# looking for a good home, TX



## lmchihal (Oct 17, 2006)

I have a young, "male?" pigeon that needs a home. He is gentle and loves to be rubbed. He needs a home with other pigeons or with someone that can provide more interaction than I can. He would be great with kids and he has no fear of my dogs. He has been living inside because it has been cold and raining here for a while. He was released in December but returned missing quite a few feathers. I really love this bird and will only let him go to a good home but I know that my home is not good enought for him. I will be posting pics of him soon.

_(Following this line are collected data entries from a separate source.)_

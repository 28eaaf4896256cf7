//! Assembler configuration

use crate::error::ConfigError;
use crate::types::DEFAULT_LANGUAGE;
use serde::{Deserialize, Serialize};
use std::path::{Path, PathBuf};
use std::time::Duration;

/// Settings shared by every build of one assembler
#[derive(Debug, Clone, Serialize, Deserialize, PartialEq)]
#[serde(default)]
pub struct AssemblerConfig {
    /// Directory finished archives are written to
    pub output_dir: PathBuf,

    /// Parent of the per-build scratch directories; the system temp dir when unset
    pub scratch_dir: Option<PathBuf>,

    /// Language code written into every document
    pub language: String,

    /// Whether the table of contents is part of the reading order
    pub include_toc: bool,

    /// Cover download connect timeout, in seconds
    pub cover_connect_timeout_secs: u64,

    /// Cover download total timeout, in seconds
    pub cover_timeout_secs: u64,
}

impl AssemblerConfig {
    /// Load a JSON configuration file; missing fields take their defaults
    pub fn from_json_file(path: impl AsRef<Path>) -> Result<Self, ConfigError> {
        let path = path.as_ref();
        let data = std::fs::read_to_string(path).map_err(|source| ConfigError::Read {
            path: path.to_path_buf(),
            source,
        })?;
        Ok(serde_json::from_str(&data)?)
    }

    /// Set the output directory
    pub fn with_output_dir(mut self, dir: impl Into<PathBuf>) -> Self {
        self.output_dir = dir.into();
        self
    }

    /// Set the scratch root
    pub fn with_scratch_dir(mut self, dir: impl Into<PathBuf>) -> Self {
        self.scratch_dir = Some(dir.into());
        self
    }

    /// Set the language code
    pub fn with_language(mut self, language: impl Into<String>) -> Self {
        self.language = language.into();
        self
    }

    /// Put the table of contents in the reading order, or leave it manifest-only
    pub fn with_toc(mut self, include_toc: bool) -> Self {
        self.include_toc = include_toc;
        self
    }

    /// Where scratch directories are created
    pub fn scratch_root(&self) -> PathBuf {
        self.scratch_dir.clone().unwrap_or_else(std::env::temp_dir)
    }

    pub fn cover_connect_timeout(&self) -> Duration {
        Duration::from_secs(self.cover_connect_timeout_secs)
    }

    pub fn cover_timeout(&self) -> Duration {
        Duration::from_secs(self.cover_timeout_secs)
    }
}

impl Default for AssemblerConfig {
    fn default() -> Self {
        Self {
            output_dir: PathBuf::from("."),
            scratch_dir: None,
            language: DEFAULT_LANGUAGE.to_string(),
            include_toc: true,
            cover_connect_timeout_secs: 15,
            cover_timeout_secs: 60,
        }
    }
}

I hope someone sees this who can give him a better life.


----------



## Skyeking (Jan 17, 2003)

Hi Lauren,


Have you tried the link that Terry provided on your original thread?http://www.pigeons.biz/forums/showpost.php?p=164980&postcount=31

You might also try to locate a rehabber in your area:

http://www.tc.umn.edu/~devo0028/contactN.htm


----------



## lmchihal (Oct 17, 2006)

there was no way to contact anyone on the pigeonplace web site.


----------



## Skyeking (Jan 17, 2003)

There is a CONTACT "click on" on the upper right hand corner of this link, and that will bring you to their e-mail address, I just tried it.


----------



## Lovebirds (Sep 6, 2002)

Lauren, you might try contacting this person too.

Mike Thomas - [email protected]


He actually works with Val at the PigeonPlace and has helped us with some of our 911 Pigeon Alert rescues. The only problem I see is that Val and Mike are almost 4 hours away from you. So I guess even if they were willing to take the bird, you would have to figure out a way to get it to them.


----------